(Saved entries)

══════════

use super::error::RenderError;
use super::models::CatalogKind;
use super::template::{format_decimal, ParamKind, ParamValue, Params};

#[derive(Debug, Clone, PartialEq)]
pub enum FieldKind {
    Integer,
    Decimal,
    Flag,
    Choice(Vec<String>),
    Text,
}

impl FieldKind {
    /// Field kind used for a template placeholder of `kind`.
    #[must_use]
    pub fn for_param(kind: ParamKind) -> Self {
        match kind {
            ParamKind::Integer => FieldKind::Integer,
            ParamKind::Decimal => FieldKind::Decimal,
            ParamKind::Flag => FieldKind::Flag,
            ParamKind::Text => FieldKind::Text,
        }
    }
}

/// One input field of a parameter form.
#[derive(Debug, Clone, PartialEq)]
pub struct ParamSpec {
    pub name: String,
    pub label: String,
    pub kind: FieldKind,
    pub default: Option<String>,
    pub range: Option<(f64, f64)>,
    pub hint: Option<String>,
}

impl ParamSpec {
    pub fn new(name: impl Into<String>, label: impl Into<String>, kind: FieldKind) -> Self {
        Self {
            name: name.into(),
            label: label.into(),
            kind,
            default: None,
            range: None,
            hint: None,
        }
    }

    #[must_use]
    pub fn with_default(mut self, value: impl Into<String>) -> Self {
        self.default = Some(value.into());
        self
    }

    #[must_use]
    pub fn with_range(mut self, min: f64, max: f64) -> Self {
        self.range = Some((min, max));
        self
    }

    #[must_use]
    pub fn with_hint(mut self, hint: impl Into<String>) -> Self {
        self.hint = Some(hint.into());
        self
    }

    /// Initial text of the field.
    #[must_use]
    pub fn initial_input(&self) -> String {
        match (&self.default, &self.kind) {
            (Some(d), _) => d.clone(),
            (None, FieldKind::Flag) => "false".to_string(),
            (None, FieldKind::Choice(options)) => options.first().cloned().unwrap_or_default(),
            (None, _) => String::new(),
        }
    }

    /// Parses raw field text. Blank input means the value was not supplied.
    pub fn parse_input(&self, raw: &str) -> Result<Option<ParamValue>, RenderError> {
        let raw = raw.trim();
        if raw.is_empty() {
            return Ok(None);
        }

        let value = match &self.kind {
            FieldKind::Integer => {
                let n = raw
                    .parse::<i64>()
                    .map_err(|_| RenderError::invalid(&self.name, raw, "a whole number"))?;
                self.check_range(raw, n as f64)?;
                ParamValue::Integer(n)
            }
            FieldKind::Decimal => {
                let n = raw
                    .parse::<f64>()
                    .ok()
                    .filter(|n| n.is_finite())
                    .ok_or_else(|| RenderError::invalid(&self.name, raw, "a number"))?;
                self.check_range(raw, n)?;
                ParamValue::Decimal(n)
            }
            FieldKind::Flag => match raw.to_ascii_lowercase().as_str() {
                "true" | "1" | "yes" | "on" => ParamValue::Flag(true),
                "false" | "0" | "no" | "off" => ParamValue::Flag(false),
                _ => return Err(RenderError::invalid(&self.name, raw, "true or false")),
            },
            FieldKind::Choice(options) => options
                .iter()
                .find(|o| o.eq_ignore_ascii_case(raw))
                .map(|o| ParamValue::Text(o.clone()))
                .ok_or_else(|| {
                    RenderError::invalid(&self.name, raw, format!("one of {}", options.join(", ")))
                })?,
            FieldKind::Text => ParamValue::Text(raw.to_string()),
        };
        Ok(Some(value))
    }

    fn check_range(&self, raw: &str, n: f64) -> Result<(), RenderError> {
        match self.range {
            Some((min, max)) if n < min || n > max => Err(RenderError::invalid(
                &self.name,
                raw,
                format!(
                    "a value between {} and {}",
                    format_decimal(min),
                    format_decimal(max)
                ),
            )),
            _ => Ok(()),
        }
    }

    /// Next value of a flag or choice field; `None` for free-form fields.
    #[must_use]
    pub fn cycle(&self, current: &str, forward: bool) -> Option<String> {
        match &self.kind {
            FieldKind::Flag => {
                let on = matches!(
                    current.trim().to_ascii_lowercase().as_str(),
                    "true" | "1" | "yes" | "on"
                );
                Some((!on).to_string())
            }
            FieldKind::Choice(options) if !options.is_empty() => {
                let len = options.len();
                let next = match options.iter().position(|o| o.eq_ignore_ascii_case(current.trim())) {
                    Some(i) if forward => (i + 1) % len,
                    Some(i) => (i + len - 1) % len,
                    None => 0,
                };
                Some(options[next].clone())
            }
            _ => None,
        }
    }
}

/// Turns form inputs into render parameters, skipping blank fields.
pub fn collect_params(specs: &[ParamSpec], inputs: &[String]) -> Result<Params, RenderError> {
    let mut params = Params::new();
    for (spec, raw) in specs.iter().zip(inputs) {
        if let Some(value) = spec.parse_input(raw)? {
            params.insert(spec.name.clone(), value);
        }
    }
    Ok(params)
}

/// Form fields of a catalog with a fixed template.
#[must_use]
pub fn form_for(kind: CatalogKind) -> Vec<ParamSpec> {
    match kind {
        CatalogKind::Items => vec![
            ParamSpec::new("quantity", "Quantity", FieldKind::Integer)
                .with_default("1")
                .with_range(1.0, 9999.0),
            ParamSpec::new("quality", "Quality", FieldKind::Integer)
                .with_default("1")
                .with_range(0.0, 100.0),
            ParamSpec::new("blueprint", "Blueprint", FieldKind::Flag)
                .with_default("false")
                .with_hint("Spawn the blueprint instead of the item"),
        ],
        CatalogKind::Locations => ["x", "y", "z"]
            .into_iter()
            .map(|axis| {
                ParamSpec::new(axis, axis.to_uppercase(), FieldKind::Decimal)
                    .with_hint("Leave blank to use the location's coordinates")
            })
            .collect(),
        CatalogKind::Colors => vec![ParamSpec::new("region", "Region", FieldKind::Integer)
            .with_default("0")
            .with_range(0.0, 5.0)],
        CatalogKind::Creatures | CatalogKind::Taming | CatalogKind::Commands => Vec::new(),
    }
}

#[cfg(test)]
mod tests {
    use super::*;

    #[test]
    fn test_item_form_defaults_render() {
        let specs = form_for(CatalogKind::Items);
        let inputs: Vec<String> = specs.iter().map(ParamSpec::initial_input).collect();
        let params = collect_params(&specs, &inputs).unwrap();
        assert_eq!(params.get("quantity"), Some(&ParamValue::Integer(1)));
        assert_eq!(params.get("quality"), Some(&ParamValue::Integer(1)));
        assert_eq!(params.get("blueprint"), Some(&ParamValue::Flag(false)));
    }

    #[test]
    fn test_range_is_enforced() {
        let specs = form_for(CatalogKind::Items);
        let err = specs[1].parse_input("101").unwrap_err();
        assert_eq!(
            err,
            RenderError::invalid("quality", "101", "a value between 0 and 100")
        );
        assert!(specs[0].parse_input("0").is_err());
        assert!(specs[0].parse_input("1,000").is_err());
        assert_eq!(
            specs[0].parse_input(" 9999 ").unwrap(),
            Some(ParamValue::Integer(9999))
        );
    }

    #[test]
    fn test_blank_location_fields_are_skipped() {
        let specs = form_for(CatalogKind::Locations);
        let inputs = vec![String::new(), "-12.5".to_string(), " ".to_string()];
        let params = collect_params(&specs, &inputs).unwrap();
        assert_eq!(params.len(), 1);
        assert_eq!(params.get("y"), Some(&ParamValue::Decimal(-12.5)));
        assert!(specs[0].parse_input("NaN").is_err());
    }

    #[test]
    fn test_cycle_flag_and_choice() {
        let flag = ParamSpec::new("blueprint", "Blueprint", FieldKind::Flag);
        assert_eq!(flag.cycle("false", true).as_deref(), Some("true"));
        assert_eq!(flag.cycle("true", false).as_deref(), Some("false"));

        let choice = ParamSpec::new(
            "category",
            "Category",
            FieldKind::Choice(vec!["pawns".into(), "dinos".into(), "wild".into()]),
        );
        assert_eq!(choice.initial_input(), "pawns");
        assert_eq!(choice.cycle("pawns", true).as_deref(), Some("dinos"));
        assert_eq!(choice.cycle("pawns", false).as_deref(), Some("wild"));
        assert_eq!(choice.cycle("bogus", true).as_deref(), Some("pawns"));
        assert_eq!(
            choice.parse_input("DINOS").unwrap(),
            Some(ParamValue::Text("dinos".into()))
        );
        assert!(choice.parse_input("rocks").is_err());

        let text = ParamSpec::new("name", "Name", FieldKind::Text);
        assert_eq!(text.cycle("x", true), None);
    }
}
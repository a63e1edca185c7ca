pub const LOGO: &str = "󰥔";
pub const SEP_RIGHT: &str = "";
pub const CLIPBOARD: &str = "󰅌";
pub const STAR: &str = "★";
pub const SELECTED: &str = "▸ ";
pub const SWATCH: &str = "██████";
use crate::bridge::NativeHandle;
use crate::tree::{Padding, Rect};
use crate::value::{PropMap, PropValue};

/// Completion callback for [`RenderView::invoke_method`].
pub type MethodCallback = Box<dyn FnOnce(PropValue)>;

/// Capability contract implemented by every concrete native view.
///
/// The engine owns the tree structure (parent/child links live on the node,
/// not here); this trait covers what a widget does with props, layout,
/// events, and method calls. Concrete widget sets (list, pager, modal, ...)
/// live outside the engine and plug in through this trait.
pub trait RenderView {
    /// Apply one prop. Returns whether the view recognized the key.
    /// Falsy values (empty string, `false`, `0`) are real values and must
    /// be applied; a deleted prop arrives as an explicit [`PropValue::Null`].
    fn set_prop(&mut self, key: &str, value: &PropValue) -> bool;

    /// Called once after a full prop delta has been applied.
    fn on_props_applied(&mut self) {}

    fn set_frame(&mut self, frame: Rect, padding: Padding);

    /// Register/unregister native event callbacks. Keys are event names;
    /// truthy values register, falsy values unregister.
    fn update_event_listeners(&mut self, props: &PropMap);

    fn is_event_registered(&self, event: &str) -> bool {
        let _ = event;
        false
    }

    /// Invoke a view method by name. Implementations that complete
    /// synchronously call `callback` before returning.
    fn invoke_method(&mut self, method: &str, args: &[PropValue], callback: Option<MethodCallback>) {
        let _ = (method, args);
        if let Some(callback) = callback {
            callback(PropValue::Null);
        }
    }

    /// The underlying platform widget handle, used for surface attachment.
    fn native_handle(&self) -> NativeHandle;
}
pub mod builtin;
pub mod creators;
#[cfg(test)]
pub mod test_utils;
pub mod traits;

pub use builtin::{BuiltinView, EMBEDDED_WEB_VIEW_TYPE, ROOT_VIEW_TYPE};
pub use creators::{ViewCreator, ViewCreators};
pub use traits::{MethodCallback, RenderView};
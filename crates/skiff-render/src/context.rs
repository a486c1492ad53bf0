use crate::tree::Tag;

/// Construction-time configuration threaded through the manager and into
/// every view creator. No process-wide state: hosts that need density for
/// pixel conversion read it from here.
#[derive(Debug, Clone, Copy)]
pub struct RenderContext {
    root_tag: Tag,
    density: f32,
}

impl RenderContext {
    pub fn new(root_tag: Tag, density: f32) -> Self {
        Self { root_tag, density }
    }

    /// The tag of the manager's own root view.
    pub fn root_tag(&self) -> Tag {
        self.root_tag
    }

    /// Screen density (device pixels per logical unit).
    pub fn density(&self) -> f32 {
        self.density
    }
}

══════════

Reproduce exactly the lines above from the line with "repository a63e1edca185c7ca" to the line with "recognized the key.", including both, and add nothing.

EXERCISE RESULT:
repository a63e1edca185c7ca
pub const LOGO: &str = "󰥔";
pub const SEP_RIGHT: &str = "";
pub const CLIPBOARD: &str = "󰅌";
pub const STAR: &str = "★";
pub const SELECTED: &str = "▸ ";
pub const SWATCH: &str = "██████";
use crate::bridge::NativeHandle;
use crate::tree::{Padding, Rect};
use crate::value::{PropMap, PropValue};

/// Completion callback for [`RenderView::invoke_method`].
pub type MethodCallback = Box<dyn FnOnce(PropValue)>;

/// Capability contract implemented by every concrete native view.
///
/// The engine owns the tree structure (parent/child links live on the node,
/// not here); this trait covers what a widget does with props, layout,
/// events, and method calls. Concrete widget sets (list, pager, modal, ...)
/// live outside the engine and plug in through this trait.
pub trait RenderView {
    /// Apply one prop. Returns whether the view recognized the key.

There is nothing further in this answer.